* **YOUR ASSIGNMENT**
Let the answer be the lines from the one with "no runtime reconfiguration" to the end of the entries, copied exactly with both boundary lines kept.

* **MATERIAL SHOWN**
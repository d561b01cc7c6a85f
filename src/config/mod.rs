//! Configuration management subsystem.
//!
//! # Data Flow
//! ```text
//! config file (TOML)
//!     → loader.rs (parse & deserialize)
//!     → validation.rs (semantic checks)
//!     → ProxyConfig (validated, immutable)
//!     → shared via Arc to all subsystems
//! ```
//!
//! # Design Decisions
//! - Config is immutable once loaded; no runtime reconfiguration
//! - All fields have defaults to allow minimal configs
//! - Validation separates syntactic (serde) from semantic checks

pub mod loader;
pub mod schema;
pub mod validation;

pub use schema::{
    AccessLogConfig, BackendEntry, ForwardConfig, HeaderConfig, ListenerConfig,
    ObservabilityConfig, ProxyConfig, RateLimitConfig, UpstreamConfig,
};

* **RESULT OF THE TASK**
//! - Config is immutable once loaded; no runtime reconfiguration
//! - All fields have defaults to allow minimal configs
//! - Validation separates syntactic (serde) from semantic checks

pub mod loader;
pub mod schema;
pub mod validation;

pub use schema::{
    AccessLogConfig, BackendEntry, ForwardConfig, HeaderConfig, ListenerConfig,
    ObservabilityConfig, ProxyConfig, RateLimitConfig, UpstreamConfig,
};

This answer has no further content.